Moltke began his career as a volunteer in the Ministry of Foreign Affairs in 1848. From 1850 to 1855, he was an attaché in London.

==Political career==
Moltke was a member of Folketinget from 1855 to 1861 and of Landstinget from 1866 to 1875. He was a member of the privy council (rigsrådet) from 1864 to 1866. In the beginning of his political career he was associated with the National Liberal Party but later joined Højre. His name and holdings made him one of the leading representatives of the landowners and was considered to have government minister potential between 1868 and 1870. In 1874, he rejected the king's call to form a government after Ludvig Holstein-Holsteinborg. In June 1875, he was appointed Minister of Foreign Affairs in the Estrup Cabinet but had at this point already fallen ill; he died a few months later.

==Property==
Moltke succeeded his father as the owner of Bregentved, Turebyholm and Sofiedal in 1864. His city home in Copenhagen was Moltke's Mansion in Frederiksstaden.

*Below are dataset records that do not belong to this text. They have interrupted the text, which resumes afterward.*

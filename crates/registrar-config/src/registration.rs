use crate::{env_lookup, parse_or};

/// Limits for student ID assignment at registration.
#[derive(Clone, Copy, Debug, PartialEq, Eq)]
pub struct RegistrationConfig {
    /// Random suffixes tried before giving up with a keyspace error.
    pub student_id_max_attempts: u32,
}

impl Default for RegistrationConfig {
    fn default() -> Self {
        Self {
            student_id_max_attempts: 25,
        }
    }
}

impl RegistrationConfig {
    pub fn from_env() -> Self {
        Self::from_lookup(env_lookup)
    }

    pub fn from_lookup<F>(lookup: F) -> Self
    where
        F: Fn(&str) -> Option<String>,
    {
        let attempts = parse_or(&lookup, "STUDENT_ID_MAX_ATTEMPTS", 25u32);
        Self {
            // zero attempts would make every registration fail
            student_id_max_attempts: attempts.max(1),
        }
    }
}
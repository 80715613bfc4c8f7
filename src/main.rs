use anyhow::Context;
use dotenvy::dotenv;
use registrar::logging::init_tracing;
use registrar::metrics::{init_metrics, metrics_app, set_observability_enabled};
use registrar::router::init_router;
use registrar::state::init_app_state;
use registrar_config::{DatabaseConfig, ServerConfig};
use registrar_db::{init_db_pool, run_migrations};
use tracing::{error, info};

#[tokio::main]
async fn main() -> anyhow::Result<()> {
    dotenv().ok();

    init_tracing().context("Failed to initialize logging")?;

    let server_config = ServerConfig::from_env();
    set_observability_enabled(server_config.observability_enabled);

    let db_config = DatabaseConfig::from_env()?;
    let db = init_db_pool(&db_config)
        .await
        .context("Failed to connect to database")?;
    run_migrations(&db)
        .await
        .context("Failed to run database migrations")?;

    if let Some(handle) = init_metrics().context("Failed to install metrics recorder")? {
        let metrics_addr = server_config.metrics_addr();
        let listener = tokio::net::TcpListener::bind(&metrics_addr)
            .await
            .with_context(|| format!("Failed to bind metrics listener on {metrics_addr}"))?;
        info!(addr = %metrics_addr, "Metrics endpoint listening");
        tokio::spawn(async move {
            if let Err(e) = axum::serve(listener, metrics_app(handle)).await {
                error!(error = %e, "Metrics server stopped");
            }
        });
    }

    let state = init_app_state(db);
    let app = init_router(state);

    let bind_addr = server_config.bind_addr();
    let listener = tokio::net::TcpListener::bind(&bind_addr)
        .await
        .with_context(|| format!("Failed to bind {bind_addr}"))?;

    info!(addr = %bind_addr, "Server running");
    info!("Scalar UI available at http://{bind_addr}/scalar");

    axum::serve(listener, app).await?;
    Ok(())
}
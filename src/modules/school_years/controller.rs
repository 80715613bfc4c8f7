use axum::{
    Json,
    extract::{Path, Query, State},
    http::StatusCode,
};
use registrar_core::AppError;
use registrar_models::SchoolYearId;
use registrar_models::school_years::{
    CreateSchoolYearDto, SchoolYearFilterParams, SchoolYearResponse, UpdateSchoolYearDto,
};
use tracing::instrument;

use super::service::SchoolYearService;
use crate::middleware::auth::{RequireSchoolYearsManage, RequireSchoolYearsRead};
use crate::modules::auth::controller::ErrorResponse;
use crate::state::AppState;
use crate::validator::ValidatedJson;

#[utoipa::path(
    get,
    path = "/api/school-years",
    params(SchoolYearFilterParams),
    responses(
        (status = 200, description = "School years, newest first", body = Vec<SchoolYearResponse>),
        (status = 401, description = "Unauthorized", body = ErrorResponse)
    ),
    security(("bearer_auth" = [])),
    tag = "School Years"
)]
#[instrument(skip(state))]
pub async fn list_school_years(
    State(state): State<AppState>,
    RequireSchoolYearsRead(_auth_user): RequireSchoolYearsRead,
    Query(filters): Query<SchoolYearFilterParams>,
) -> Result<Json<Vec<SchoolYearResponse>>, AppError> {
    let school_years = SchoolYearService::list_school_years(&state.db, &filters).await?;
    Ok(Json(school_years.into_iter().map(Into::into).collect()))
}

#[utoipa::path(
    post,
    path = "/api/school-years",
    request_body = CreateSchoolYearDto,
    responses(
        (status = 201, description = "School year created", body = SchoolYearResponse),
        (status = 401, description = "Unauthorized", body = ErrorResponse),
        (status = 403, description = "Forbidden - requires school_years:manage", body = ErrorResponse),
        (status = 409, description = "Term already exists", body = ErrorResponse),
        (status = 422, description = "Validation error", body = ErrorResponse)
    ),
    security(("bearer_auth" = [])),
    tag = "School Years"
)]
#[instrument(skip(state, dto))]
pub async fn create_school_year(
    State(state): State<AppState>,
    RequireSchoolYearsManage(_auth_user): RequireSchoolYearsManage,
    ValidatedJson(dto): ValidatedJson<CreateSchoolYearDto>,
) -> Result<(StatusCode, Json<SchoolYearResponse>), AppError> {
    let school_year = SchoolYearService::create_school_year(&state.db, dto).await?;
    Ok((StatusCode::CREATED, Json(school_year.into())))
}

#[utoipa::path(
    get,
    path = "/api/school-years/{id}",
    params(("id" = SchoolYearId, Path, description = "School year ID")),
    responses(
        (status = 200, description = "School year", body = SchoolYearResponse),
        (status = 401, description = "Unauthorized", body = ErrorResponse),
        (status = 404, description = "School year not found", body = ErrorResponse)
    ),
    security(("bearer_auth" = [])),
    tag = "School Years"
)]
#[instrument(skip(state))]
pub async fn get_school_year(
    State(state): State<AppState>,
    RequireSchoolYearsRead(_auth_user): RequireSchoolYearsRead,
    Path(id): Path<SchoolYearId>,
) -> Result<Json<SchoolYearResponse>, AppError> {
    let school_year = SchoolYearService::get_school_year(&state.db, id).await?;
    Ok(Json(school_year.into()))
}

#[utoipa::path(
    put,
    path = "/api/school-years/{id}",
    params(("id" = SchoolYearId, Path, description = "School year ID")),
    request_body = UpdateSchoolYearDto,
    responses(
        (status = 200, description = "School year updated", body = SchoolYearResponse),
        (status = 401, description = "Unauthorized", body = ErrorResponse),
        (status = 403, description = "Forbidden - requires school_years:manage", body = ErrorResponse),
        (status = 404, description = "School year not found", body = ErrorResponse),
        (status = 409, description = "Term already exists", body = ErrorResponse),
        (status = 422, description = "Validation error", body = ErrorResponse)
    ),
    security(("bearer_auth" = [])),
    tag = "School Years"
)]
#[instrument(skip(state, dto))]
pub async fn update_school_year(
    State(state): State<AppState>,
    RequireSchoolYearsManage(_auth_user): RequireSchoolYearsManage,
    Path(id): Path<SchoolYearId>,
    ValidatedJson(dto): ValidatedJson<UpdateSchoolYearDto>,
) -> Result<Json<SchoolYearResponse>, AppError> {
    let school_year = SchoolYearService::update_school_year(&state.db, id, dto).await?;
    Ok(Json(school_year.into()))
}

#[utoipa::path(
    delete,
    path = "/api/school-years/{id}",
    params(("id" = SchoolYearId, Path, description = "School year ID")),
    responses(
        (status = 204, description = "School year and its enrollments deleted"),
        (status = 401, description = "Unauthorized", body = ErrorResponse),
        (status = 403, description = "Forbidden - requires school_years:manage", body = ErrorResponse),
        (status = 404, description = "School year not found", body = ErrorResponse)
    ),
    security(("bearer_auth" = [])),
    tag = "School Years"
)]
#[instrument(skip(state))]
pub async fn delete_school_year(
    State(state): State<AppState>,
    RequireSchoolYearsManage(_auth_user): RequireSchoolYearsManage,
    Path(id): Path<SchoolYearId>,
) -> Result<StatusCode, AppError> {
    SchoolYearService::delete_school_year(&state.db, id).await?;
    Ok(StatusCode::NO_CONTENT)
}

He was the curator of Vallø and Vemmetofte from 1864.

==Personal life==
Moltke married Caroline van der Maase (23 July 1827 – 26 September 1886), daughter of chamberlain Frederik Herman Rostgaard van der Maase of Krogerup (1800–1866) and Maren Olivia Colbiørnsen (1795–1877), on 6 June 1851 in Christiansborg Chapel. The couple had the following children:
- Frederik Christian Moltke (20 August 1854 – 23 September 1936)
- Adam Wilhelm Moltke (30 March 1852 –10 October 1860)
- Joachim Ludvig Moltke (10 February 1857 – 29 December 1943)
- Hemming Vilhelm Moltke (12 September 1861 – 8 November 1927)

He died at Bregentved on 1 October 1875 and is buried in the chapel at Karise Church.

==Awards==
Moltke was appointed chamberlain in 1851. He was made a Knight in the Order of the Dannebrog in 1856 and was awarded the Grand Cross in 1873.